Observation data Epoch J2000.0 Equinox J2000.0 (ICRS)
- Constellation: Fornax
- Right ascension: 02^{h} 59^{m} 36.18299^{s}
- Declination: −25° 16′ 26.8853″
- Apparent magnitude (V): 5.67

Characteristics
- Spectral type: F4 V
- U−B color index: +0.01
- B−V color index: +0.39

Astrometry
- Radial velocity (R_{v}): +29.09±0.63 km/s
- Proper motion (μ): RA: +181.005 mas/yr Dec.: +84.641 mas/yr
- Parallax (π): 29.8975±0.0856 mas
- Distance: 109.1 ± 0.3 ly (33.45 ± 0.10 pc)
- Absolute magnitude (M_{V}): +3.14

Details
- Mass: 1.8 M_{☉}
- Radius: 1.62+0.02 −0.03 R_{☉}
- Luminosity: 4.77±0.02 L_{☉}
- Surface gravity (log g): 4.16±0.14 cgs
- Temperature: 6,699+65 −39 K
- Metallicity [Fe/H]: +0.02 dex
- Rotational velocity (v sin i): 84.9±4.2 km/s
- Age: 1.5 Gyr
- Other designations: ζ For, CD−25°1191, HD 18692, HIP 13942, HR 901, SAO 168209

Database references
- SIMBAD: data

= Zeta Fornacis =

Star in the constellation Fornax

ζ Fornacis (often Latinised as Zeta Fornacis) is the Bayer designation for a star in the southern constellation of Fornax. It is faintly visible to the naked eye with an apparent visual magnitude of 5.67. Based upon a measured annual parallax shift of 29.9 mas, it is located at a distance of about 109 light-years from the Sun. The star is drifting further away with a radial velocity of +29 km/s. Positioned about 1.3° to the southeast of Zeta Fornacis is the galaxy NGC 1232.

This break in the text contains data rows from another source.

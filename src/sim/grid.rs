//! Grid model: a fixed square lattice of tiles
//!
//! Cells are addressed by integer coordinates (world position floor-divided
//! by the cell size). Anything outside the lattice reads as `Floor`.

use serde::{Deserialize, Serialize};

use crate::consts::{CELLS_PER_SIDE, GRID_CELL_SIZE, GRID_LENGTH, PORTAL_CORNER, SAFE_ZONE_HALF};

/// What occupies a single cell
#[derive(Debug, Clone, Copy, PartialEq, Eq, Hash, Default, Serialize, Deserialize)]
pub enum TileKind {
    #[default]
    Floor,
    Hole,
    Obstacle,
    Diamond,
    SpeedBoost,
    ExtraLife,
    Portal,
}

impl TileKind {
    /// One-shot pickups that revert to floor when touched
    pub fn is_item(self) -> bool {
        matches!(
            self,
            TileKind::Diamond | TileKind::SpeedBoost | TileKind::ExtraLife
        )
    }
}

/// Integer cell coordinate
#[derive(Debug, Clone, Copy, PartialEq, Eq, Hash, PartialOrd, Ord, Serialize, Deserialize)]
pub struct CellCoord {
    pub x: i32,
    pub y: i32,
}

impl CellCoord {
    pub const fn new(x: i32, y: i32) -> Self {
        Self { x, y }
    }

    #[inline]
    pub fn offset(self, dx: i32, dy: i32) -> Self {
        Self::new(self.x.saturating_add(dx), self.y.saturating_add(dy))
    }

    /// True if the cell's origin lies strictly inside the spawn square.
    ///
    /// Keyed on the origin, so safe cells are `-2..=2` and the floor they
    /// guarantee is the world square `[-100, 150)`, not the full
    /// `(-150, 150)`. A ball at x = -120 sits in cell -3, which may be a hole.
    pub fn in_safe_zone(self) -> bool {
        let (ox, oy) = (self.x * GRID_CELL_SIZE, self.y * GRID_CELL_SIZE);
        -SAFE_ZONE_HALF < ox && ox < SAFE_ZONE_HALF && -SAFE_ZONE_HALF < oy && oy < SAFE_ZONE_HALF
    }

    /// The single cell that holds the level exit
    pub const fn portal() -> Self {
        Self::new(PORTAL_CORNER.0 / GRID_CELL_SIZE, PORTAL_CORNER.1 / GRID_CELL_SIZE)
    }
}

/// Lowest cell index on each axis
const MIN_CELL: i32 = -GRID_LENGTH / GRID_CELL_SIZE;

/// Dense tile storage covering the whole lattice
#[derive(Debug, Clone, PartialEq, Eq, Serialize, Deserialize)]
pub struct Grid {
    tiles: Vec<TileKind>,
}

impl Default for Grid {
    fn default() -> Self {
        Self::new()
    }
}

impl Grid {
    /// All-floor lattice
    pub fn new() -> Self {
        Self {
            tiles: vec![TileKind::Floor; (CELLS_PER_SIDE * CELLS_PER_SIDE) as usize],
        }
    }

    fn index(cell: CellCoord) -> Option<usize> {
        let ix = cell.x - MIN_CELL;
        let iy = cell.y - MIN_CELL;
        if (0..CELLS_PER_SIDE).contains(&ix) && (0..CELLS_PER_SIDE).contains(&iy) {
            Some((ix * CELLS_PER_SIDE + iy) as usize)
        } else {
            None
        }
    }

    /// Whether the cell is part of the generated lattice
    #[inline]
    pub fn contains(&self, cell: CellCoord) -> bool {
        Self::index(cell).is_some()
    }

    /// Tile at a cell; cells outside the lattice are floor
    #[inline]
    pub fn get(&self, cell: CellCoord) -> TileKind {
        Self::index(cell)
            .map(|i| self.tiles[i])
            .unwrap_or(TileKind::Floor)
    }

    /// Overwrite a cell. Returns false (and does nothing) outside the lattice.
    pub fn set(&mut self, cell: CellCoord, kind: TileKind) -> bool {
        match Self::index(cell) {
            Some(i) => {
                self.tiles[i] = kind;
                true
            }
            None => false,
        }
    }

    /// Every cell on the lattice in generation order (x outer, y inner)
    pub fn cells() -> impl Iterator<Item = CellCoord> {
        (MIN_CELL..MIN_CELL + CELLS_PER_SIDE)
            .flat_map(|x| (MIN_CELL..MIN_CELL + CELLS_PER_SIDE).map(move |y| CellCoord::new(x, y)))
    }

    /// Cells paired with their tiles
    pub fn iter(&self) -> impl Iterator<Item = (CellCoord, TileKind)> + '_ {
        Self::cells().zip(self.tiles.iter().copied())
    }

    /// Number of cells holding `kind`
    pub fn count(&self, kind: TileKind) -> usize {
        self.tiles.iter().filter(|&&t| t == kind).count()
    }
}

This is an F-type main-sequence star with a stellar classification of F4 V. With an estimated age of 1.5 billion years, it has 1.8 times the mass of the Sun and 1.6 times the Sun's radius. The star is radiating 4.77 times the luminosity of the Sun from its photosphere at an effective temperature of 6699 K. It is spinning with a projected rotational velocity of 84.9 km/s, and has a near-solar metallicity—what astronomers term the abundance of elements other than hydrogen and helium. This star is a probable member of the Hyades Stream—a group of stars that share a common motion through space with the Hyades cluster.

Zeta Fornacis has a common proper motion companion, NLTT 9563, a magnitude 13.50 star with a classification of M 2.5. As of 2004, this companion was positioned at an angular separation of 176.1 arcseconds along a position angle of 288.1°.